There have been cases where they have threatened classmates, saying that they can control them and get their grades changed. This may have been said jokingly, but it is still stuck in my mind. My teacher once let us see all of our classmates’ grades, and those of a teacher’s son caught my eye. He had almost as many 10s in math as the best student in that subject did. I tried to recall when he had answered a math question correctly – not just during that year but throughout the whole ten years I had had him in my class – but could only remember a few instances.

I also want to mention that there are many teachers who lack experience and skills. I have an English teacher who, rather than supplementing my knowledge, puts me in danger of forgetting the language. She talks as if “steak” and “stick” are the same word, and has poor spelling. What can we expect from a teacher that says “cat eat food”? We have had many arguments with her and our tutor teacher about this, but no one seems to care. There are also teachers who insult and even discriminate against us based on our gender or our outside-of-school activities, and all we can do is listen to them.

I could go on giving examples and fill the pages up, but the point of this article is to show a real part of Albanian education. I know that, like my elementary school, there might be schools that do not have such problems – but there are also schools that are much worse off. Every time I bring up this problem with my high school friends, they look tired rather than impassioned. Though they come from different schools, they all have seen similar incidents and say that there is nothing they can do.

Furthermore, politics is ingrained in the school system. If you are a member of the leading party, you are not vulnerable for as long as they continue to lead. This is particularly true for job promotions, including in the teaching profession. It is much easier for members of the leading party (or coalition of parties) to get jobs and often nepotism prevails over meritocracy. You can enjoy similar advantages if you know someone rich and powerful enough to buy people’s minds.

I cannot reveal my identity as the writer of this article because I am too scared that it might end up in my classmates’ hands. I have only shared it with my family and closest friends. I know that if any of the others read it, the years I have left in high school would be hell, but I am tired of hiding it and must show you this reality of school life, even if I wish it could be a better story. We need big changes. I feel awful about myself and everyone that works hard to get good grades, while others with contacts inside the system can get them without even trying. They will have a better future and some of them will even run this country.

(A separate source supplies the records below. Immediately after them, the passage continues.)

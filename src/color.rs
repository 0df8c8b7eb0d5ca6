// Simple color struct, created from an unsigned 32 representing RRGGBBAA
#[derive(Copy, Clone, Debug, PartialEq)]
pub struct Color {
    pub r: u8,
    pub g: u8,
    pub b: u8,
    pub a: u8,
}

impl Color {
    pub const WHITE: Color = Color {
        r: 0xff,
        g: 0xff,
        b: 0xff,
        a: 0xff,
    };

    pub fn from_u32(num: u32) -> Color {
        let r = (num >> 24) as u8;
        let g = (num >> 16) as u8;
        let b = (num >> 8) as u8;
        let a = num as u8;

        Color { r, g, b, a }
    }

    // CSS fill style for the canvas, the color's own alpha scaled by opacity
    pub fn to_css(&self, opacity: f64) -> String {
        let alpha = (self.a as f64 / 255.0) * opacity.max(0.0).min(1.0);
        format!("rgba({}, {}, {}, {})", self.r, self.g, self.b, alpha)
    }
}

impl Default for Color {
    fn default() -> Self {
        Color::WHITE
    }
}

#[cfg(test)]
mod tests {
    use super::*;

    #[test]
    fn unpacks_rrggbbaa() {
        let c = Color::from_u32(0x1020_30ff);
        assert_eq!(c, Color { r: 0x10, g: 0x20, b: 0x30, a: 0xff });
    }

    #[test]
    fn white_at_full_opacity_is_solid() {
        assert_eq!(Color::WHITE.to_css(1.0), "rgba(255, 255, 255, 1)");
    }

    #[test]
    fn opacity_scales_alpha_and_is_clamped() {
        assert_eq!(Color::WHITE.to_css(0.5), "rgba(255, 255, 255, 0.5)");
        assert_eq!(Color::WHITE.to_css(3.0), "rgba(255, 255, 255, 1)");
        assert_eq!(Color::from_u32(0x0000_0000).to_css(1.0), "rgba(0, 0, 0, 0)");
    }
}
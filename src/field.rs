// The particle field: a fixed set of snowflakes falling through a
// width x height surface.
//
// The collection is created once and only ever mutated in place. Resizing
// changes the bounds but never redistributes flakes; anything left outside
// the new bounds is wrapped back in by later ticks.

use crate::config::SnowConfig;
use crate::particle::Particle;
use rand::Rng;

pub struct ParticleField {
    width: f64,
    height: f64,
    wrap_y: f64,
    particles: Vec<Particle>,
}

impl ParticleField {
    // Creates `config.count` flakes scattered uniformly over the surface
    pub fn initialize<R: Rng>(
        width: f64,
        height: f64,
        config: &SnowConfig,
        rng: &mut R,
    ) -> ParticleField {
        let mut particles = Vec::with_capacity(config.count as usize);
        for _ in 0..config.count {
            particles.push(Particle::random(rng, width, height, config));
        }
        ParticleField {
            width,
            height,
            wrap_y: config.wrap_y,
            particles,
        }
    }

    // Moves every flake one tick. Returns how many fell past the bottom
    // edge and restarted above the top.
    pub fn advance<R: Rng>(&mut self, rng: &mut R) -> usize {
        let mut wrapped = 0;
        for particle in &mut self.particles {
            if particle.step(rng, self.width, self.height, self.wrap_y) {
                wrapped += 1;
            }
        }
        wrapped
    }

    pub fn resize(&mut self, width: f64, height: f64) {
        self.width = width;
        self.height = height;
    }

    pub fn particles(&self) -> &[Particle] {
        &self.particles
    }

    pub fn len(&self) -> usize {
        self.particles.len()
    }

    pub fn is_empty(&self) -> bool {
        self.particles.is_empty()
    }

    pub fn width(&self) -> f64 {
        self.width
    }

    pub fn height(&self) -> f64 {
        self.height
    }
}
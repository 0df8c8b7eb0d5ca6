// One particle field bound to one render surface, stepped once per frame

use crate::config::SnowConfig;
use crate::field::ParticleField;
use crate::surface::RenderSurface;
use rand::Rng;

pub struct SnowScene<S: RenderSurface> {
    field: ParticleField,
    surface: S,
    running: bool,
}

impl<S: RenderSurface> SnowScene<S> {
    pub fn new<R: Rng>(surface: S, config: &SnowConfig, rng: &mut R) -> SnowScene<S> {
        let (width, height) = surface.size();
        SnowScene {
            field: ParticleField::initialize(width, height, config, rng),
            surface,
            running: true,
        }
    }

    // Advance and redraw. A stopped scene neither moves nor draws anything.
    pub fn tick<R: Rng>(&mut self, rng: &mut R) -> bool {
        if !self.running {
            return false;
        }
        self.field.advance(rng);
        self.surface.clear();
        for particle in self.field.particles() {
            self.surface.draw_particle(particle);
        }
        true
    }

    pub fn resize(&mut self, width: u32, height: u32) {
        self.surface.set_size(width, height);
        let (width, height) = self.surface.size();
        self.field.resize(width, height);
    }

    pub fn stop(&mut self) {
        self.running = false;
    }

    pub fn is_running(&self) -> bool {
        self.running
    }

    pub fn field(&self) -> &ParticleField {
        &self.field
    }

    pub fn surface(&self) -> &S {
        &self.surface
    }
}

#[cfg(test)]
mod tests {
    use super::*;
    use crate::particle::Particle;
    use rand::rngs::StdRng;
    use rand::SeedableRng;

    #[derive(Debug, PartialEq)]
    enum Call {
        Clear,
        Draw([f64; 2], f64),
    }

    struct RecordingSurface {
        width: u32,
        height: u32,
        calls: Vec<Call>,
    }

    impl RecordingSurface {
        fn new(width: u32, height: u32) -> Self {
            RecordingSurface {
                width,
                height,
                calls: Vec::new(),
            }
        }
    }

    impl RenderSurface for RecordingSurface {
        fn size(&self) -> (f64, f64) {
            (self.width as f64, self.height as f64)
        }

        fn set_size(&mut self, width: u32, height: u32) {
            self.width = width;
            self.height = height;
        }

        fn clear(&mut self) {
            self.calls.push(Call::Clear);
        }

        fn draw_particle(&mut self, particle: &Particle) {
            self.calls.push(Call::Draw(particle.pos, particle.radius));
        }
    }

    fn scene(seed: u64) -> (SnowScene<RecordingSurface>, StdRng) {
        let mut rng = StdRng::seed_from_u64(seed);
        let scene = SnowScene::new(RecordingSurface::new(800, 600), &SnowConfig::default(), &mut rng);
        (scene, rng)
    }

    #[test]
    fn field_is_sized_from_the_surface() {
        let (scene, _) = scene(20);
        assert_eq!(scene.field().len(), 150);
        assert_eq!((scene.field().width(), scene.field().height()), (800.0, 600.0));
        assert!(scene.surface().calls.is_empty());
    }

    #[test]
    fn tick_clears_then_draws_every_updated_flake() {
        let (mut scene, mut rng) = scene(21);
        assert!(scene.tick(&mut rng));

        let calls = &scene.surface().calls;
        assert_eq!(calls.len(), 151);
        assert_eq!(calls[0], Call::Clear);
        for (call, p) in calls[1..].iter().zip(scene.field().particles()) {
            assert_eq!(*call, Call::Draw(p.pos, p.radius));
        }
    }

    #[test]
    fn stopped_scene_ignores_ticks() {
        let (mut scene, mut rng) = scene(22);
        scene.tick(&mut rng);
        scene.stop();
        assert!(!scene.is_running());

        let particles = scene.field().particles().to_vec();
        let calls = scene.surface().calls.len();
        assert!(!scene.tick(&mut rng));
        assert_eq!(scene.field().particles(), &particles[..]);
        assert_eq!(scene.surface().calls.len(), calls);
    }

    #[test]
    fn resize_updates_surface_and_field_bounds() {
        let (mut scene, mut rng) = scene(23);
        scene.resize(320, 240);
        assert_eq!(scene.surface().size(), (320.0, 240.0));
        assert_eq!((scene.field().width(), scene.field().height()), (320.0, 240.0));

        scene.tick(&mut rng);
        for p in scene.field().particles() {
            assert!(p.x() >= 0.0 && p.x() <= 320.0);
            assert!(p.y() >= -10.0 && p.y() <= 240.0);
        }
    }
}
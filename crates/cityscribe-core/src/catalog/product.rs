// crates/cityscribe-core/src/catalog/product.rs
use super::review::{display_date, Review};
use crate::traits::NameMatch;
use chrono::{Local, NaiveDateTime};
use serde::{Deserialize, Serialize};
use uuid::Uuid;

/// Length of generated product IDs.
pub const GENERATED_ID_LEN: usize = 8;

/// A fresh random product ID: 8 lowercase hex characters.
pub fn generate_id() -> String {
    let mut id = Uuid::new_v4().simple().to_string();
    id.truncate(GENERATED_ID_LEN);
    id
}

/// What sort of product this is, with the fields only that sort carries.
#[derive(Debug, Clone, Default, PartialEq, Eq, Serialize, Deserialize)]
#[serde(tag = "type", rename_all = "snake_case")]
pub enum ProductKind {
    #[default]
    General,
    Clothes {
        material: String,
        color: String,
    },
    Electronics {
        warranty: String,
        power: String,
    },
}

impl ProductKind {
    /// `(label, value)` pairs for the kind-specific fields.
    pub fn properties(&self) -> Vec<(&'static str, &str)> {
        match self {
            ProductKind::General => Vec::new(),
            ProductKind::Clothes { material, color } => {
                vec![("material", material.as_str()), ("color", color.as_str())]
            }
            ProductKind::Electronics { warranty, power } => {
                vec![("warranty", warranty.as_str()), ("power", power.as_str())]
            }
        }
    }
}

/// A catalog product with its sizes, images and reviews.
///
/// Sizes are always stored upper-cased.
#[derive(Debug, Clone, PartialEq, Serialize)]
pub struct Product {
    id: String,
    name: String,
    description: String,
    price: f64,
    brand: String,
    sizes: Vec<String>,
    active_size: Option<String>,
    quantity: u32,
    date: NaiveDateTime,
    reviews: Vec<Review>,
    images: Vec<String>,
    kind: ProductKind,
}

impl Product {
    /// A [`ProductKind::General`] product with a random ID, no sizes and the
    /// current local time as its date.
    pub fn new(
        name: impl Into<String>,
        description: impl Into<String>,
        price: f64,
        brand: impl Into<String>,
        quantity: u32,
        images: Vec<String>,
    ) -> Self {
        Product {
            id: generate_id(),
            name: name.into(),
            description: description.into(),
            price,
            brand: brand.into(),
            sizes: Vec::new(),
            active_size: None,
            quantity,
            date: Local::now().naive_local(),
            reviews: Vec::new(),
            images,
            kind: ProductKind::General,
        }
    }

    pub fn with_kind(mut self, kind: ProductKind) -> Self {
        self.kind = kind;
        self
    }

    /// Makes `size` both the only size and the active one.
    pub fn with_active_size(mut self, size: &str) -> Self {
        let size = size.to_uppercase();
        self.sizes = vec![size.clone()];
        self.active_size = Some(size);
        self
    }

    pub fn with_id(mut self, id: impl Into<String>) -> Self {
        self.id = id.into();
        self
    }

    pub fn with_date(mut self, date: NaiveDateTime) -> Self {
        self.date = date;
        self
    }

    // ----- accessors -----

    pub fn id(&self) -> &str {
        &self.id
    }

    pub fn name(&self) -> &str {
        &self.name
    }

    pub fn description(&self) -> &str {
        &self.description
    }

    pub fn price(&self) -> f64 {
        self.price
    }

    pub fn brand(&self) -> &str {
        &self.brand
    }

    pub fn sizes(&self) -> &[String] {
        &self.sizes
    }

    pub fn active_size(&self) -> Option<&str> {
        self.active_size.as_deref()
    }

    pub fn quantity(&self) -> u32 {
        self.quantity
    }

    pub fn date(&self) -> NaiveDateTime {
        self.date
    }

    /// Date as `dd.mm.yyyy, HH:MM:SS`.
    pub fn display_date(&self) -> String {
        display_date(&self.date)
    }

    pub fn reviews(&self) -> &[Review] {
        &self.reviews
    }

    pub fn images(&self) -> &[String] {
        &self.images
    }

    pub fn kind(&self) -> &ProductKind {
        &self.kind
    }

    // ----- setters -----

    pub fn set_id(&mut self, id: impl Into<String>) {
        self.id = id.into();
    }

    pub fn set_name(&mut self, name: impl Into<String>) {
        self.name = name.into();
    }

    pub fn set_description(&mut self, description: impl Into<String>) {
        self.description = description.into();
    }

    pub fn set_price(&mut self, price: f64) {
        self.price = price;
    }

    pub fn set_brand(&mut self, brand: impl Into<String>) {
        self.brand = brand.into();
    }

    pub fn set_sizes<S: AsRef<str>>(&mut self, sizes: &[S]) {
        self.sizes = sizes.iter().map(|s| s.as_ref().to_uppercase()).collect();
    }

    /// Sets the active size without touching the size list.
    pub fn set_active_size(&mut self, size: &str) {
        self.active_size = Some(size.to_uppercase());
    }

    pub fn set_quantity(&mut self, quantity: u32) {
        self.quantity = quantity;
    }

    pub fn set_date(&mut self, date: NaiveDateTime) {
        self.date = date;
    }

    pub fn set_reviews(&mut self, reviews: Vec<Review>) {
        self.reviews = reviews;
    }

    pub fn set_images(&mut self, images: Vec<String>) {
        self.images = images;
    }

    pub fn set_kind(&mut self, kind: ProductKind) {
        self.kind = kind;
    }

    // ----- sizes, images, reviews -----

    pub fn image(&self, index: usize) -> Option<&str> {
        self.images.get(index).map(String::as_str)
    }

    pub fn add_size(&mut self, size: &str) {
        self.sizes.push(size.to_uppercase());
    }

    /// Removes the first matching size (case-insensitive).
    ///
    /// If that size was active and others remain, the first remaining size
    /// becomes active. Unknown sizes are ignored.
    pub fn delete_size(&mut self, size: &str) {
        let size = size.to_uppercase();
        let Some(pos) = self.sizes.iter().position(|s| *s == size) else {
            return;
        };
        self.sizes.remove(pos);

        if self.active_size.as_deref() == Some(size.as_str()) {
            if let Some(first) = self.sizes.first() {
                self.active_size = Some(first.clone());
            }
        }
    }

    pub fn review_by_id(&self, id: &str) -> Option<&Review> {
        self.reviews.iter().find(|r| r.id() == id)
    }

    pub fn add_review(&mut self, review: Review) {
        self.reviews.push(review);
    }

    /// Removes the first review with this ID, if any.
    pub fn delete_review(&mut self, id: &str) {
        if let Some(pos) = self.reviews.iter().position(|r| r.id() == id) {
            self.reviews.remove(pos);
        }
    }

    /// Mean of the per-review averages; `None` without reviews.
    pub fn average_rating(&self) -> Option<f64> {
        if self.reviews.is_empty() {
            return None;
        }
        let sum: f64 = self.reviews.iter().map(|r| r.rating().average()).sum();
        Some(sum / self.reviews.len() as f64)
    }

    /// Cost of `quantity` units, e.g. `$45.90`.
    pub fn price_for_quantity(&self, quantity: u32) -> String {
        format!("${:.2}", f64::from(quantity) * self.price)
    }

    /// One `property:\tvalue` line per field, kind-specific fields last.
    pub fn full_information(&self) -> String {
        let review_ids: Vec<&str> = self.reviews.iter().map(Review::id).collect();
        let mut lines = vec![
            format!("id:\t{}", self.id),
            format!("name:\t{}", self.name),
            format!("description:\t{}", self.description),
            format!("price:\t{}", self.price),
            format!("brand:\t{}", self.brand),
            format!("sizes:\t{}", self.sizes.join(",")),
            format!("active_size:\t{}", self.active_size.as_deref().unwrap_or("")),
            format!("quantity:\t{}", self.quantity),
            format!("date:\t{}", self.display_date()),
            format!("reviews:\t{}", review_ids.join(",")),
            format!("images:\t{}", self.images.join(",")),
        ];
        lines.extend(
            self.kind
                .properties()
                .into_iter()
                .map(|(label, value)| format!("{label}:\t{value}")),
        );
        lines.join("\n")
    }
}

impl NameMatch for Product {
    fn name_str(&self) -> &str {
        &self.name
    }
}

However, I would not like only to discuss negative aspects of my country’s education system here. I do appreciate certain teachers that I have had in the past and currently have, who are committed to their work and love it. My tutor for instance, teaches us Biology and is very strict, but passionate about her job. I really love her work ethic, desire for us to understand the topic, and availability when we have questions. I believe that Albania has many youth out there who would make great teachers like her, but never get the opportunity as they do not have the right connections.

While I come to realize that I would have been lost without my education and retain immense gratitude for the wonderful teachers I have, I know it is still important that I speak up. The problems mentioned above will never end if people don’t change their attitude. As I said before, many of peers have given up trying to get better conditions. I know I could join them, but am glad that there are some people who are not scared to raise their voice and tell things the way they are. I believe that, being young, we have the energy and passion to bring change.